#### Entries provided

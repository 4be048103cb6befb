//! Quad generation for rotated sprites

use glam::Vec2;

use super::vertex::SpriteVertex;
use crate::assets::{AssetError, SpriteSheet, UvRect};
use crate::consts::{PLAYER_FRAME_COUNT, PLAYER_FRAME_PREFIX};

/// One drawable animation frame
#[derive(Debug, Clone, Copy, PartialEq)]
pub struct SpriteFrame {
    pub uv: UvRect,
    /// Untrimmed sprite size; the anchor is relative to this
    pub size: Vec2,
    /// Top-left of the packed pixels inside the untrimmed sprite
    pub trim_offset: Vec2,
    /// Size of the packed pixels
    pub trim_size: Vec2,
}

impl SpriteFrame {
    /// Frame with no transparent border removed
    pub fn untrimmed(uv: UvRect, size: Vec2) -> Self {
        Self {
            uv,
            size,
            trim_offset: Vec2::ZERO,
            trim_size: size,
        }
    }
}

/// The player's walk cycle, resolved from the sprite sheet
#[derive(Debug, Clone, PartialEq)]
pub struct PlayerFrames {
    pub frames: Vec<SpriteFrame>,
}

impl PlayerFrames {
    pub fn from_sheet(sheet: &SpriteSheet) -> Result<Self, AssetError> {
        let frames = sheet
            .sequence(PLAYER_FRAME_PREFIX, PLAYER_FRAME_COUNT)?
            .into_iter()
            .map(|entry| {
                let source = entry.display_size();
                let (trim_x, trim_y) = entry.trim_offset();
                SpriteFrame {
                    uv: sheet.uv_rect(entry),
                    size: Vec2::new(source.w as f32, source.h as f32),
                    trim_offset: Vec2::new(trim_x as f32, trim_y as f32),
                    trim_size: Vec2::new(entry.frame.w as f32, entry.frame.h as f32),
                }
            })
            .collect();
        Ok(Self { frames })
    }

    /// Frame `index`, wrapping around the cycle
    pub fn get(&self, index: usize) -> Option<&SpriteFrame> {
        if self.frames.is_empty() {
            None
        } else {
            self.frames.get(index % self.frames.len())
        }
    }
}

/// Two triangles covering a sprite.
///
/// `anchor` is the pivot inside the untrimmed sprite in 0..1 (0.5, 0.5 =
/// centre); `rotation` turns clockwise on screen because canvas y points down.
/// Trimmed frames cover only their packed pixels.
pub fn sprite_quad(
    position: Vec2,
    frame: &SpriteFrame,
    rotation: f32,
    anchor: Vec2,
) -> [SpriteVertex; 6] {
    let rot = Vec2::from_angle(rotation);
    let origin = frame.trim_offset - anchor * frame.size;
    let corner = |offset: Vec2, u: f32, v: f32| {
        let p = position + rot.rotate(origin + offset * frame.trim_size);
        SpriteVertex::new(p.x, p.y, u, v)
    };

    let UvRect { min, max } = frame.uv;
    let tl = corner(Vec2::new(0.0, 0.0), min[0], min[1]);
    let tr = corner(Vec2::new(1.0, 0.0), max[0], min[1]);
    let bl = corner(Vec2::new(0.0, 1.0), min[0], max[1]);
    let br = corner(Vec2::new(1.0, 1.0), max[0], max[1]);

    [tl, bl, tr, tr, bl, br]
}

#[cfg(test)]
mod tests {
    use super::*;
    use std::f32::consts::FRAC_PI_2;

    fn frame() -> SpriteFrame {
        SpriteFrame::untrimmed(
            UvRect {
                min: [0.0, 0.0],
                max: [0.25, 0.5],
            },
            Vec2::new(32.0, 32.0),
        )
    }

    fn close(a: [f32; 2], b: [f32; 2]) -> bool {
        (a[0] - b[0]).abs() < 1e-4 && (a[1] - b[1]).abs() < 1e-4
    }

    #[test]
    fn test_unrotated_quad_is_centred() {
        let quad = sprite_quad(Vec2::new(100.0, 100.0), &frame(), 0.0, Vec2::splat(0.5));
        assert!(close(quad[0].position, [84.0, 84.0]));
        assert!(close(quad[5].position, [116.0, 116.0]));
        assert_eq!(quad[0].uv, [0.0, 0.0]);
        assert_eq!(quad[5].uv, [0.25, 0.5]);
    }

    #[test]
    fn test_quarter_turn_is_clockwise() {
        let quad = sprite_quad(Vec2::new(100.0, 100.0), &frame(), FRAC_PI_2, Vec2::splat(0.5));
        // Top-left corner swings to the top-right
        assert!(close(quad[0].position, [116.0, 84.0]));
    }

    #[test]
    fn test_trimmed_quad_keeps_pivot() {
        // 20x24 of pixels packed from a 32x32 sprite, 6px from the left and 4px from the top
        let trimmed = SpriteFrame {
            trim_offset: Vec2::new(6.0, 4.0),
            trim_size: Vec2::new(20.0, 24.0),
            ..frame()
        };
        let quad = sprite_quad(Vec2::new(100.0, 100.0), &trimmed, 0.0, Vec2::splat(0.5));
        assert!(close(quad[0].position, [90.0, 88.0]));
        assert!(close(quad[5].position, [110.0, 112.0]));
    }

    #[test]
    fn test_trimmed_frames_from_sheet() {
        let sheet = SpriteSheet::from_json(
            r#"{
                "frames": {
                    "player_0.png": { "frame": { "x": 0, "y": 0, "w": 20, "h": 24 }, "trimmed": true,
                                      "spriteSourceSize": { "x": 6, "y": 4, "w": 20, "h": 24 }, "sourceSize": { "w": 32, "h": 32 } },
                    "player_1.png": { "frame": { "x": 20, "y": 0, "w": 32, "h": 32 } },
                    "player_2.png": { "frame": { "x": 52, "y": 0, "w": 32, "h": 32 } }
                },
                "meta": { "image": "sheet.png", "size": { "w": 84, "h": 32 } }
            }"#,
        )
        .unwrap();
        let frames = PlayerFrames::from_sheet(&sheet).unwrap();
        let first = frames.get(0).unwrap();
        assert_eq!(first.size, Vec2::new(32.0, 32.0));
        assert_eq!(first.trim_offset, Vec2::new(6.0, 4.0));
        assert_eq!(first.trim_size, Vec2::new(20.0, 24.0));
        assert_eq!(frames.get(1).unwrap().trim_offset, Vec2::ZERO);
    }

    #[test]
    fn test_frames_from_sheet() {
        let sheet = SpriteSheet::from_json(
            r#"{
                "frames": {
                    "player_0.png": { "frame": { "x": 0, "y": 0, "w": 16, "h": 24 } },
                    "player_1.png": { "frame": { "x": 16, "y": 0, "w": 16, "h": 24 } },
                    "player_2.png": { "frame": { "x": 32, "y": 0, "w": 16, "h": 24 } }
                },
                "meta": { "image": "sheet.png", "size": { "w": 48, "h": 24 } }
            }"#,
        )
        .unwrap();
        let frames = PlayerFrames::from_sheet(&sheet).unwrap();
        assert_eq!(frames.frames.len(), 3);
        assert_eq!(frames.get(4).unwrap().size, Vec2::new(16.0, 24.0));
        assert!((frames.get(2).unwrap().uv.min[0] - 32.0 / 48.0).abs() < 1e-6);
    }
}
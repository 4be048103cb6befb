//! WebGPU rendering module
//!
//! Draws the player's current animation frame as a textured quad.

pub mod quad;
pub mod sprite_pipeline;
pub mod vertex;

pub use quad::{PlayerFrames, SpriteFrame, sprite_quad};
pub use sprite_pipeline::SpriteRenderState;
pub use vertex::SpriteVertex;
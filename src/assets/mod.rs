//! Sprite-sheet assets
//!
//! - `spritesheet`: the JSON frame descriptor
//! - `loader`: queued loading with progress reporting

pub mod loader;
pub mod spritesheet;

pub use loader::{AssetLoader, LoadProgress, LoadedSheet, decode_image};
pub use spritesheet::{FrameEntry, FrameRect, SpriteSheet, UvRect};

#[cfg(target_arch = "wasm32")]
pub use loader::load_spritesheet;

use std::fmt;

/// Asset loading failure
#[derive(Debug)]
pub enum AssetError {
    /// Descriptor is not valid sprite-sheet JSON
    Json(serde_json::Error),
    /// A requested frame is not in the sheet
    MissingFrame(String),
    /// Frame is stored rotated in the atlas
    RotatedFrame(String),
    /// Frame rect extends past the atlas size
    FrameOutOfBounds(String),
    /// Sheet image could not be decoded
    Image(image::ImageError),
    /// Network request failed
    Fetch { url: String, reason: String },
}

impl fmt::Display for AssetError {
    fn fmt(&self, f: &mut fmt::Formatter<'_>) -> fmt::Result {
        match self {
            AssetError::Json(e) => write!(f, "invalid sprite-sheet descriptor: {}", e),
            AssetError::MissingFrame(name) => write!(f, "frame '{}' not found in sprite sheet", name),
            AssetError::RotatedFrame(name) => write!(f, "frame '{}' is rotated in the atlas", name),
            AssetError::FrameOutOfBounds(name) => {
                write!(f, "frame '{}' lies outside the atlas", name)
            }
            AssetError::Image(e) => write!(f, "could not decode sprite-sheet image: {}", e),
            AssetError::Fetch { url, reason } => write!(f, "failed to fetch {}: {}", url, reason),
        }
    }
}

impl std::error::Error for AssetError {
    fn source(&self) -> Option<&(dyn std::error::Error + 'static)> {
        match self {
            AssetError::Json(e) => Some(e),
            AssetError::Image(e) => Some(e),
            _ => None,
        }
    }
}

impl From<serde_json::Error> for AssetError {
    fn from(e: serde_json::Error) -> Self {
        AssetError::Json(e)
    }
}

impl From<image::ImageError> for AssetError {
    fn from(e: image::ImageError) -> Self {
        AssetError::Image(e)
    }
}
//! The player sprite and its walk-cycle animation

use glam::Vec2;
use serde::{Deserialize, Serialize};

use crate::consts::{ANIMATION_SPEED, PLAYER_FRAME_COUNT};

/// Frame-stepped sprite animation.
///
/// While playing, the cursor advances `speed` frames per display frame and
/// wraps around the cycle.
#[derive(Debug, Clone, PartialEq, Serialize, Deserialize)]
pub struct SpriteAnimation {
    pub frame_count: usize,
    pub speed: f32,
    cursor: f32,
    playing: bool,
}

impl Default for SpriteAnimation {
    fn default() -> Self {
        Self::new(PLAYER_FRAME_COUNT, ANIMATION_SPEED)
    }
}

impl SpriteAnimation {
    pub fn new(frame_count: usize, speed: f32) -> Self {
        Self {
            frame_count,
            speed,
            cursor: 0.0,
            playing: false,
        }
    }

    /// Start (or keep) playing from the current frame
    pub fn play(&mut self) {
        self.playing = true;
    }

    /// Jump to `frame` and stop
    pub fn goto_and_stop(&mut self, frame: usize) {
        self.playing = false;
        self.cursor = if self.frame_count == 0 {
            0.0
        } else {
            (frame % self.frame_count) as f32
        };
    }

    /// Step one display frame
    pub fn advance(&mut self) {
        if !self.playing || self.frame_count == 0 {
            return;
        }
        self.cursor = (self.cursor + self.speed).rem_euclid(self.frame_count as f32);
    }

    pub fn current_frame(&self) -> usize {
        if self.frame_count == 0 {
            return 0;
        }
        (self.cursor.floor() as usize).min(self.frame_count - 1)
    }

    pub fn is_playing(&self) -> bool {
        self.playing
    }
}

/// The player
#[derive(Debug, Clone, Serialize, Deserialize)]
pub struct Player {
    /// Centre of the sprite (canvas-local pixels)
    pub position: Vec2,
    /// Per-axis factor applied to the stick deflection
    pub velocity: Vec2,
    /// Sprite rotation in radians
    pub rotation: f32,
    pub animation: SpriteAnimation,
}

impl Player {
    pub fn new(position: Vec2, animation: SpriteAnimation) -> Self {
        Self {
            position,
            velocity: Vec2::ZERO,
            rotation: 0.0,
            animation,
        }
    }

    /// Halt and show the idle frame
    pub fn stop(&mut self) {
        self.velocity = Vec2::ZERO;
        self.animation.goto_and_stop(0);
    }
}
//! Touch Stick - a touch-joystick sprite demo
//!
//! Core modules:
//! - `sim`: Touch tracking, player movement and the play/end mode switch
//! - `assets`: Sprite-sheet descriptor parsing and the progress-reporting loader
//! - `renderer`: WebGPU sprite pipeline
//! - `settings`: Persisted tunables

pub mod assets;
pub mod renderer;
pub mod settings;
pub mod sim;

pub use assets::{AssetError, AssetLoader, SpriteSheet};
pub use settings::Settings;

use glam::Vec2;

/// Game configuration constants
pub mod consts {
    /// Distance kept between the player and the viewport edge (pixels)
    pub const BORDER_INSET: f32 = 5.0;

    /// Player velocity per pixel of stick deflection, set on every left-stick move
    pub const STICK_SPEED: f32 = 0.02;

    /// Animation frames advanced per display frame
    pub const ANIMATION_SPEED: f32 = 0.3;
    /// Number of frames in the player walk cycle
    pub const PLAYER_FRAME_COUNT: usize = 3;
    /// Frame name prefix inside the sprite sheet (`player_0.png`, ...)
    pub const PLAYER_FRAME_PREFIX: &str = "player_";

    /// Default sprite-sheet descriptor location
    pub const SPRITESHEET_URL: &str = "images/spritesheet.json";

    /// Offset added to the stick angle so the sprite's "up" faces the stick
    pub const ROTATION_OFFSET: f32 = std::f32::consts::FRAC_PI_2;
}

/// Angle of a vector in radians, measured from +x toward +y (screen down)
#[inline]
pub fn vector_angle(v: Vec2) -> f32 {
    v.y.atan2(v.x)
}

/// Clamp a single coordinate into `[inset, extent - inset]`.
///
/// Coordinates already inside the band are returned untouched. When the
/// extent is too small to hold the band the coordinate is centred.
#[inline]
pub fn clamp_to_band(value: f32, extent: f32, inset: f32) -> f32 {
    let lo = inset;
    let hi = extent - inset;
    if hi < lo {
        return extent / 2.0;
    }
    if value > hi {
        hi
    } else if value < lo {
        lo
    } else {
        value
    }
}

########

Brief: Only a number is wanted here: how many lines of the records above include the string "SpriteAnimation"?

Answer to this problem: 5